Psychotherapy: Your child’s clinician will likely start cognitive behavioral therapy to begin reducing negative, avoidance-based behavior patterns. Another common form of treatment is exposure therapy, which counteracts anticipatory anxiety through gradual exposure to situations that are associated with attacks.
Pharmacological: Various classes of drugs may be prescribed to treat the effects of panic attacks, starting with antidepressants, which have proven effective. The next step might be a benzodiazepine(Xanax, among others). Though these drugs carry a risk of dependence, a clinician notes that it is rare in children if the course is correctly monitored.

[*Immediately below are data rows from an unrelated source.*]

//! Declarative column and table mappings.
//!
//! A [`TableMapping`] binds one record type to a destination table: an
//! ordered list of [`ColumnMapping`]s (declaration order, used for SQL text)
//! plus the table name. Materialization evaluates the getters in a separate
//! pass sorted by column name, so two mappings with the same columns in
//! different declared order produce identical record hashes. Do not fold the
//! two passes together: the name sort is what keeps stored hashes stable
//! across mapping refactors.

use crate::core::hash::RecordHasher;
use crate::core::value::{StorageType, StorageValue};
use crate::error::{HistoryError, Result};

/// Descriptor for one mapped column: name, storage type tag, and an erased
/// extraction function from the record type. Stateless and side-effect free.
pub struct ColumnMapping<R> {
    name: &'static str,
    storage_type: StorageType,
    getter: Box<dyn Fn(&R) -> Option<StorageValue> + Send + Sync>,
}

impl<R> ColumnMapping<R> {
    pub fn new(
        name: &'static str,
        storage_type: StorageType,
        getter: impl Fn(&R) -> Option<StorageValue> + Send + Sync + 'static,
    ) -> Self {
        Self {
            name,
            storage_type,
            getter: Box::new(getter),
        }
    }

    pub fn name(&self) -> &'static str {
        self.name
    }

    pub fn storage_type(&self) -> StorageType {
        self.storage_type
    }
}

impl<R> std::fmt::Debug for ColumnMapping<R> {
    fn fmt(&self, f: &mut std::fmt::Formatter<'_>) -> std::fmt::Result {
        f.debug_struct("ColumnMapping")
            .field("name", &self.name)
            .field("storage_type", &self.storage_type)
            .finish()
    }
}

/// One materialized row, ready for either write strategy.
#[derive(Debug, Clone, PartialEq)]
pub struct MaterializedRow {
    /// Owning snapshot. Excluded from `record_hash`.
    pub snapshot_id: i64,
    /// Mapped values in column declaration order.
    pub values: Vec<StorageValue>,
    /// Digest over the name-sorted field values.
    pub record_hash: Vec<u8>,
}

/// Insert statements derived from a mapping, qualified with the store schema.
#[derive(Debug, Clone)]
pub struct InsertPlan {
    /// Schema-qualified, quoted table name.
    pub table: String,
    /// Mapped business columns in declaration order.
    pub columns: Vec<(&'static str, StorageType)>,
    /// Parameterized INSERT for the streamed strategy.
    pub insert_sql: String,
    /// COPY BINARY statement for the bulk strategy.
    pub copy_sql: String,
}

/// Ordered column mappings for one record type plus the destination table.
pub struct TableMapping<R> {
    table: &'static str,
    columns: Vec<ColumnMapping<R>>,
    /// Column indexes sorted by name (ordinal ascending); the hashing pass
    /// walks this order, never declaration order.
    hash_order: Vec<usize>,
}

impl<R> TableMapping<R> {
    /// Build a mapping from declared columns.
    ///
    /// Panics on duplicate column names: mappings are static declarations,
    /// and a duplicate is a defect in the declaring code.
    pub fn new(table: &'static str, columns: Vec<ColumnMapping<R>>) -> Self {
        let mut hash_order: Vec<usize> = (0..columns.len()).collect();
        hash_order.sort_by_key(|&i| columns[i].name);
        for pair in hash_order.windows(2) {
            assert!(
                columns[pair[0]].name != columns[pair[1]].name,
                "duplicate column '{}' in mapping for table '{}'",
                columns[pair[0]].name,
                table
            );
        }
        Self {
            table,
            columns,
            hash_order,
        }
    }

    pub fn table(&self) -> &'static str {
        self.table
    }

    pub fn columns(&self) -> &[ColumnMapping<R>] {
        &self.columns
    }

    /// Build the parameterized insert statement text.
    ///
    /// Column order follows declaration order for statement readability;
    /// placeholders are positional (`$1..$n`) with `snapshot_id` first and
    /// `record_hash` last.
    pub fn insert_statement(&self, schema: &str) -> String {
        let mut cols = Vec::with_capacity(self.columns.len() + 2);
        cols.push(quote_ident("snapshot_id"));
        cols.extend(self.columns.iter().map(|c| quote_ident(c.name)));
        cols.push(quote_ident("record_hash"));

        let params: Vec<String> = (1..=cols.len()).map(|i| format!("${}", i)).collect();

        format!(
            "INSERT INTO {} ({}) VALUES ({})",
            qualify(schema, self.table),
            cols.join(", "),
            params.join(", ")
        )
    }

    /// Build the COPY statement text for the bulk strategy.
    pub fn copy_statement(&self, schema: &str) -> String {
        let mut cols = Vec::with_capacity(self.columns.len() + 2);
        cols.push(quote_ident("snapshot_id"));
        cols.extend(self.columns.iter().map(|c| quote_ident(c.name)));
        cols.push(quote_ident("record_hash"));

        format!(
            "COPY {} ({}) FROM STDIN WITH (FORMAT BINARY)",
            qualify(schema, self.table),
            cols.join(", ")
        )
    }

    /// Derive the full insert plan for a store schema.
    pub fn plan(&self, schema: &str) -> InsertPlan {
        InsertPlan {
            table: qualify(schema, self.table),
            columns: self
                .columns
                .iter()
                .map(|c| (c.name, c.storage_type))
                .collect(),
            insert_sql: self.insert_statement(schema),
            copy_sql: self.copy_statement(schema),
        }
    }

    /// Materialize rows for a batch of records.
    ///
    /// Getters run once per record in the name-sorted hashing pass; `None`
    /// coerces to a typed NULL before serialization. A value whose type does
    /// not match its column's declared tag aborts the whole batch: type
    /// mismatches are mapping defects, never retried per row.
    pub fn materialize(&self, records: &[R], snapshot_id: i64) -> Result<Vec<MaterializedRow>> {
        let mut hasher = RecordHasher::new();
        let mut rows = Vec::with_capacity(records.len());
        // Scratch slots indexed by declaration position, reused per record.
        let mut slots: Vec<Option<StorageValue>> = Vec::with_capacity(self.columns.len());

        for record in records {
            slots.clear();
            slots.resize(self.columns.len(), None);

            for &i in &self.hash_order {
                let col = &self.columns[i];
                let value = (col.getter)(record)
                    .unwrap_or(StorageValue::Null(col.storage_type));
                if value.storage_type() != col.storage_type {
                    return Err(HistoryError::mapping(
                        self.table,
                        format!(
                            "column '{}' declared {} but getter produced {}",
                            col.name,
                            col.storage_type,
                            value.storage_type()
                        ),
                    ));
                }
                hasher.field(col.name, &value);
                slots[i] = Some(value);
            }

            let record_hash = hasher.finish();
            let values = slots
                .iter_mut()
                .map(|s| s.take().expect("every column slot filled by hash pass"))
                .collect();

            rows.push(MaterializedRow {
                snapshot_id,
                values,
                record_hash,
            });
        }

        Ok(rows)
    }
}

impl<R> std::fmt::Debug for TableMapping<R> {
    fn fmt(&self, f: &mut std::fmt::Formatter<'_>) -> std::fmt::Result {
        f.debug_struct("TableMapping")
            .field("table", &self.table)
            .field("columns", &self.columns)
            .finish()
    }
}

/// Quote a PostgreSQL identifier.
pub(crate) fn quote_ident(name: &str) -> String {
    format!("\"{}\"", name.replace('"', "\"\""))
}

/// Qualify a table name with schema.
pub(crate) fn qualify(schema: &str, table: &str) -> String {
    format!("{}.{}", quote_ident(schema), quote_ident(table))
}

#[cfg(test)]
mod tests {
    use super::*;

    struct Widget {
        name: String,
        size: i32,
        comment: Option<String>,
    }

    fn widget_columns() -> Vec<ColumnMapping<Widget>> {
        vec![
            ColumnMapping::new("name", StorageType::Text, |w: &Widget| {
                Some(w.name.clone().into())
            }),
            ColumnMapping::new("size", StorageType::Int32, |w: &Widget| {
                Some(w.size.into())
            }),
            ColumnMapping::new("comment", StorageType::Text, |w: &Widget| {
                w.comment.clone().map(Into::into)
            }),
        ]
    }

    fn sample() -> Widget {
        Widget {
            name: "Conveyor".into(),
            size: 12,
            comment: None,
        }
    }

    #[test]
    fn test_insert_statement_declaration_order() {
        let mapping = TableMapping::new("widget", widget_columns());
        assert_eq!(
            mapping.insert_statement("export_history"),
            "INSERT INTO \"export_history\".\"widget\" \
             (\"snapshot_id\", \"name\", \"size\", \"comment\", \"record_hash\") \
             VALUES ($1, $2, $3, $4, $5)"
        );
    }

    #[test]
    fn test_copy_statement() {
        let mapping = TableMapping::new("widget", widget_columns());
        assert_eq!(
            mapping.copy_statement("export_history"),
            "COPY \"export_history\".\"widget\" \
             (\"snapshot_id\", \"name\", \"size\", \"comment\", \"record_hash\") \
             FROM STDIN WITH (FORMAT BINARY)"
        );
    }

    #[test]
    fn test_hash_independent_of_declaration_order() {
        let forward = TableMapping::new("widget", widget_columns());
        let mut reversed_cols = widget_columns();
        reversed_cols.reverse();
        let reversed = TableMapping::new("widget", reversed_cols);

        let records = [sample()];
        let a = forward.materialize(&records, 1).unwrap();
        let b = reversed.materialize(&records, 1).unwrap();

        assert_eq!(a[0].record_hash, b[0].record_hash);
        // Row buffers still follow their own declaration orders.
        assert_eq!(a[0].values[0], StorageValue::Text("Conveyor".into()));
        assert_eq!(b[0].values[2], StorageValue::Text("Conveyor".into()));
    }

    #[test]
    fn test_hash_excludes_snapshot_id() {
        let mapping = TableMapping::new("widget", widget_columns());
        let records = [sample()];
        let a = mapping.materialize(&records, 1).unwrap();
        let b = mapping.materialize(&records, 999).unwrap();
        assert_eq!(a[0].record_hash, b[0].record_hash);
    }

    #[test]
    fn test_single_field_change_isolated() {
        let mapping = TableMapping::new("widget", widget_columns());
        let records = [
            sample(),
            Widget {
                name: "Press".into(),
                size: 3,
                comment: Some("spare".into()),
            },
        ];
        let before = mapping.materialize(&records, 1).unwrap();

        let records = [
            Widget {
                size: 13,
                ..sample()
            },
            Widget {
                name: "Press".into(),
                size: 3,
                comment: Some("spare".into()),
            },
        ];
        let after = mapping.materialize(&records, 1).unwrap();

        assert_ne!(before[0].record_hash, after[0].record_hash);
        assert_eq!(before[1].record_hash, after[1].record_hash);
    }

    #[test]
    fn test_none_coerces_to_typed_null() {
        let mapping = TableMapping::new("widget", widget_columns());
        let rows = mapping.materialize(&[sample()], 1).unwrap();
        assert_eq!(rows[0].values[2], StorageValue::Null(StorageType::Text));
    }

    #[test]
    fn test_type_mismatch_aborts_batch() {
        let mapping = TableMapping::new(
            "widget",
            vec![ColumnMapping::new(
                "size",
                StorageType::Int32,
                |_: &Widget| Some(StorageValue::Text("not a number".into())),
            )],
        );
        let err = mapping.materialize(&[sample()], 1).unwrap_err();
        match err {
            HistoryError::Mapping { table, message } => {
                assert_eq!(table, "widget");
                assert!(message.contains("size"));
            }
            other => panic!("expected Mapping error, got {other:?}"),
        }
    }

    #[test]
    #[should_panic(expected = "duplicate column")]
    fn test_duplicate_column_panics() {
        TableMapping::new(
            "widget",
            vec![
                ColumnMapping::new("name", StorageType::Text, |_: &Widget| None),
                ColumnMapping::new("name", StorageType::Text, |_: &Widget| None),
            ],
        );
    }
}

Many people will have a single panic attack at some point in their life and never have another. But if the attacks continue, developing into panic disorder, they are more likely to become more frequent, and the child’s movements and activities to become more restricted as a result. Panic disorder does not get worse before it gets better—it just gets worse.
Is it dangerous?
Panic attacks themselves are not dangerous or life threatening, though they might feel that way to a child, and fear of them can severely affect her quality of life. The attacks are simply the body’s natural fight or flight response triggered at an inappropriate time. Attacks differ from other panic reactions since there is no sudden rise of stress hormones.
Do drugs help?
Yes. Some antidepressants also have anti-anxiety properties, and can be used to eliminate the reoccurrence of attacks. Many cases can be treated with medication and support. Sedatives in the benzodiazepene family work very quickly to counter symptoms of a panic attack, though they are more habit-forming than other drugs. Often, just having a pill available helps a person deal with her anxiety.
What causes it?
Experts are unsure about the root causes of panic disorder—there may be a genetic component, but stress and life changes have also been implicated in the onset of the disorder.